**** Dataset excerpts ****

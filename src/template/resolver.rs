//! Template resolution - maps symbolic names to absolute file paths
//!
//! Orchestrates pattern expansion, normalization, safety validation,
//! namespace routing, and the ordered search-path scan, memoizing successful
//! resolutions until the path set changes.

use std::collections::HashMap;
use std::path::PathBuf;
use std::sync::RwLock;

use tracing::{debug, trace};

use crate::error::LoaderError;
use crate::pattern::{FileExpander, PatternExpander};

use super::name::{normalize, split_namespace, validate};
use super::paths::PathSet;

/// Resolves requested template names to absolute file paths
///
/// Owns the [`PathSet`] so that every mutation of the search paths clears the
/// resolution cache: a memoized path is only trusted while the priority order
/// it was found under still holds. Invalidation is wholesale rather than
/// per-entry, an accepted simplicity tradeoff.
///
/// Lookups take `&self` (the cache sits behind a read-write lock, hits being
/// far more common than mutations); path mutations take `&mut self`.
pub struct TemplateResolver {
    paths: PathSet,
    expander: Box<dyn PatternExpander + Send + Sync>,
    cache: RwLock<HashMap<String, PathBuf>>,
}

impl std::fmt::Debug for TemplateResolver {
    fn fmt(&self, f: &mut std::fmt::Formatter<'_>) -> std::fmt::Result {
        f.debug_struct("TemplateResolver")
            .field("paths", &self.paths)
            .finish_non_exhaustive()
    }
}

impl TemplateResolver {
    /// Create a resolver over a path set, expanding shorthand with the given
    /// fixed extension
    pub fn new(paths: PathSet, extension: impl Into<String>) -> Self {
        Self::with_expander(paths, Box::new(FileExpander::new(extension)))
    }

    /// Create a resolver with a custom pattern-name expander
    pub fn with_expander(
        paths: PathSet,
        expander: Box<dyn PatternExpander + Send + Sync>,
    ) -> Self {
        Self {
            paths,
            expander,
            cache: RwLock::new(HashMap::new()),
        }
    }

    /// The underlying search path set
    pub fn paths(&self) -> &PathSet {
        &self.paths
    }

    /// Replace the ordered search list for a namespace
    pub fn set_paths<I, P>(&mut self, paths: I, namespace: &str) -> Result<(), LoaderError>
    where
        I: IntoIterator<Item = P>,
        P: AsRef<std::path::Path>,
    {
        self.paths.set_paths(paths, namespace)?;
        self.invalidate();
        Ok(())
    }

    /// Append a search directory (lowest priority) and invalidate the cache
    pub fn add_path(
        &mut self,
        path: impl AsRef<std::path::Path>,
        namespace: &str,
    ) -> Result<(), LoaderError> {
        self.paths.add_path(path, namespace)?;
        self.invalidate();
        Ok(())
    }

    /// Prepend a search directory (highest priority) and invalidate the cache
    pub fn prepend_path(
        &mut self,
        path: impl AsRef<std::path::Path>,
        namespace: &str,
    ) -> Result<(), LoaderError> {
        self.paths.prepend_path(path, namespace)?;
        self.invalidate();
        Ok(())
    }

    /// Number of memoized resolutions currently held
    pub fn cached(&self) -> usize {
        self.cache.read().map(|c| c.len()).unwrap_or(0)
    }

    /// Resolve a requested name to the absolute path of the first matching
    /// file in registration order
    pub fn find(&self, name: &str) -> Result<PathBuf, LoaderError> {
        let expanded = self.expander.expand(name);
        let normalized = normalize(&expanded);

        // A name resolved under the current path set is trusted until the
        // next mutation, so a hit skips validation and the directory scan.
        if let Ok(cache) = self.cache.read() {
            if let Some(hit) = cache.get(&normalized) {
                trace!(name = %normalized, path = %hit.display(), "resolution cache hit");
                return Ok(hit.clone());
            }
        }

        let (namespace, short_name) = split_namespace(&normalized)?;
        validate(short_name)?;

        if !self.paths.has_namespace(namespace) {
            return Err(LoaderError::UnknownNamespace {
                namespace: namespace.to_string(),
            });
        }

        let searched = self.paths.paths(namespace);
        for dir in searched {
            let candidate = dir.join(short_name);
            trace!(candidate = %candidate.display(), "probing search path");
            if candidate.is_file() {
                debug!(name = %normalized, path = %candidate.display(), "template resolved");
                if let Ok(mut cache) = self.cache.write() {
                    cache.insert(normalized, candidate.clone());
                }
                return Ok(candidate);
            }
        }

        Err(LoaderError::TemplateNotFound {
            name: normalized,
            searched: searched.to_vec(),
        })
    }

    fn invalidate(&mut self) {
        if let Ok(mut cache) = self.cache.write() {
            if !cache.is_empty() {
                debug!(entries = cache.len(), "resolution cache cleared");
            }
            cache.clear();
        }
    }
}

****
**** Dataset excerpts ****

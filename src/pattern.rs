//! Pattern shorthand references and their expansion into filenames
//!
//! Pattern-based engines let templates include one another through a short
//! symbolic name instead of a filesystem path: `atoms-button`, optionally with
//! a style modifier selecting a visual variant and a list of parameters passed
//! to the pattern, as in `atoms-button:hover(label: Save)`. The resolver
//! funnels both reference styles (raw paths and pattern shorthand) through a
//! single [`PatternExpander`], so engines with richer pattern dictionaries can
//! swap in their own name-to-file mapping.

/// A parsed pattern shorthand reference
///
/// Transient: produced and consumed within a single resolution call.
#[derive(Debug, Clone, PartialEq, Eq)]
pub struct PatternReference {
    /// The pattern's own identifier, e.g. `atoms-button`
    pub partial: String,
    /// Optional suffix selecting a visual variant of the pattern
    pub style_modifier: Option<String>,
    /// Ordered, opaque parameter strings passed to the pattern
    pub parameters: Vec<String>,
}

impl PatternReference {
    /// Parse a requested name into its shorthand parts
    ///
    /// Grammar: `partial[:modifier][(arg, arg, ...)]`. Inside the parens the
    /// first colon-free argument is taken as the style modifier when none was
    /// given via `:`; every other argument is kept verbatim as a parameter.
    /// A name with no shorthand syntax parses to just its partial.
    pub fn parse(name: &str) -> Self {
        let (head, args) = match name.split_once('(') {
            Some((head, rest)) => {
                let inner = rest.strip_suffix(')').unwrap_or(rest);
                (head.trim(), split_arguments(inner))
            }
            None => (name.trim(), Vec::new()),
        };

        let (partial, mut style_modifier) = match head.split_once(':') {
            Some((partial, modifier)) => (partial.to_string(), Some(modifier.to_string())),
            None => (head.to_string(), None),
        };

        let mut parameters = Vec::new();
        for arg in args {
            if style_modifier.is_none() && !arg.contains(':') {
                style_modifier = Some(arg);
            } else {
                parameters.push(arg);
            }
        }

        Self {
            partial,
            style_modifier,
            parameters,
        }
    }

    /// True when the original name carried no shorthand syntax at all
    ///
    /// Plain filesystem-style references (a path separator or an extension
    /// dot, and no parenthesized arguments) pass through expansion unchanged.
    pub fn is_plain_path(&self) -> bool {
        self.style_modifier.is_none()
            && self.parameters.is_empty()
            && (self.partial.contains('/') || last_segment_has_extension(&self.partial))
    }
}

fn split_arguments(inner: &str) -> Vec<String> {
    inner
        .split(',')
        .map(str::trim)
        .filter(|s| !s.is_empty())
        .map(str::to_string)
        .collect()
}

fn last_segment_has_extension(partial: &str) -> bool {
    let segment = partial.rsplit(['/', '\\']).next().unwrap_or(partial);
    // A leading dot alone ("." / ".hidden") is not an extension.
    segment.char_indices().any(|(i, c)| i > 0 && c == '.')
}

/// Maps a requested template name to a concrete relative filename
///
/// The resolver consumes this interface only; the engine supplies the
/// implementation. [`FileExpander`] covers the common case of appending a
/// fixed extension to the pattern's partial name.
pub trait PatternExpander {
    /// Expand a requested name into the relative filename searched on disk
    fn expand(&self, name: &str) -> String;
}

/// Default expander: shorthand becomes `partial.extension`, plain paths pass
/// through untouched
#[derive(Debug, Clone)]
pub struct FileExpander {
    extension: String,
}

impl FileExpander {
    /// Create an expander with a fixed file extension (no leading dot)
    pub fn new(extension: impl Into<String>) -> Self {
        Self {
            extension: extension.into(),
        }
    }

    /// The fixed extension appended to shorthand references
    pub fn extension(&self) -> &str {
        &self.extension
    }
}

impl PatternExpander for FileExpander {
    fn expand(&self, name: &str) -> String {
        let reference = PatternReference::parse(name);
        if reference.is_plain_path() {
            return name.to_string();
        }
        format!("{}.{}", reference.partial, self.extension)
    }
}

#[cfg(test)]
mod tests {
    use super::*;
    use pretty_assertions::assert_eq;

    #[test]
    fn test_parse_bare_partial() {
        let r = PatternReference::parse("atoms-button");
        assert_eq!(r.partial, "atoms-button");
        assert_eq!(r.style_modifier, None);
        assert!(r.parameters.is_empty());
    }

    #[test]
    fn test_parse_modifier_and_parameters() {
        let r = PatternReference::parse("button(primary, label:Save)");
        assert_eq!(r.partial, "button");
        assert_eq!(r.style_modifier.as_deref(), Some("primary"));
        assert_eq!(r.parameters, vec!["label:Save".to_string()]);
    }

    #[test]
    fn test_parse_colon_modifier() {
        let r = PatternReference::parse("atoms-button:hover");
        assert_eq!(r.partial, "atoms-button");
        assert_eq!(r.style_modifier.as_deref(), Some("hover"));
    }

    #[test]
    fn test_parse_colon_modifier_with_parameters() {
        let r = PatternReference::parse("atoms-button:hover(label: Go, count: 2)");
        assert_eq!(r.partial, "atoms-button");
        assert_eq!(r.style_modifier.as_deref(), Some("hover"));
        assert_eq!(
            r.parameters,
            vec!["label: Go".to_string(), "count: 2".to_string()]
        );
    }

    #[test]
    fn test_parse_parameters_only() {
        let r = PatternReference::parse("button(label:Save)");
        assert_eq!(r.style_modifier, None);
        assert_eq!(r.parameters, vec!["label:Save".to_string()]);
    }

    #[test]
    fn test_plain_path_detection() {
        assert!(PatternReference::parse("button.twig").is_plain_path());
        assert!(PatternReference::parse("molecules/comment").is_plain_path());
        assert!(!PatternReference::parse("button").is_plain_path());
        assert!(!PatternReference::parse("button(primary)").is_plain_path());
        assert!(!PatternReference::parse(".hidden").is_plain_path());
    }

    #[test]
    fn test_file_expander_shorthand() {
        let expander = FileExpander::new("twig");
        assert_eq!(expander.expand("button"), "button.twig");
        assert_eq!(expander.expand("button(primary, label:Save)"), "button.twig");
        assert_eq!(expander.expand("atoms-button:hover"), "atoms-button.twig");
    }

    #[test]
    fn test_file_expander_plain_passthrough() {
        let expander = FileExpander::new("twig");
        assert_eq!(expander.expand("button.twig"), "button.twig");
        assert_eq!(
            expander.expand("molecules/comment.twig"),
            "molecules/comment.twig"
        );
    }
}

****

Description of the task:
Give only the lines from the one holding "of the pattern" through the one holding "as a parameter.", each restated exactly as it appears above.

Response:
    /// Optional suffix selecting a visual variant of the pattern
    pub style_modifier: Option<String>,
    /// Ordered, opaque parameter strings passed to the pattern
    pub parameters: Vec<String>,
}

impl PatternReference {
    /// Parse a requested name into its shorthand parts
    ///
    /// Grammar: `partial[:modifier][(arg, arg, ...)]`. Inside the parens the
    /// first colon-free argument is taken as the style modifier when none was
    /// given via `:`; every other argument is kept verbatim as a parameter.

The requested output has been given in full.